*** Opening of DATA FOR THE TASK ***
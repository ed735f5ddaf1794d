//! Eloquent model generation

use crate::GeneratedFile;
use crate::context::GenerationContext;
use crate::templates::{StubKind, StubRenderer};
use crate::views::ModuleViews;
use blueprint_core::EngineResult;
use minijinja::context;

/// Generate `app/Models/<Entity>.php` for every entity
pub fn generate_models(
    ctx: &GenerationContext,
    views: &ModuleViews,
    stubs: &StubRenderer,
) -> EngineResult<Vec<GeneratedFile>> {
    views
        .pairs(ctx)
        .map(|(info, entity)| {
            let content = stubs.render(
                StubKind::Model,
                context! {
                    module => &views.module,
                    entity => entity,
                    generate_factories => ctx.config.generate_factories,
                },
            )?;
            Ok(GeneratedFile::php(info.model_path(), content))
        })
        .collect()
}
*** Close of DATA FOR THE TASK ***
### WHAT YOU NEED TO DO
Which lines above include the word "ModuleViews"? Return each one.

### TASK SOLUTION
use crate::views::ModuleViews;
    views: &ModuleViews,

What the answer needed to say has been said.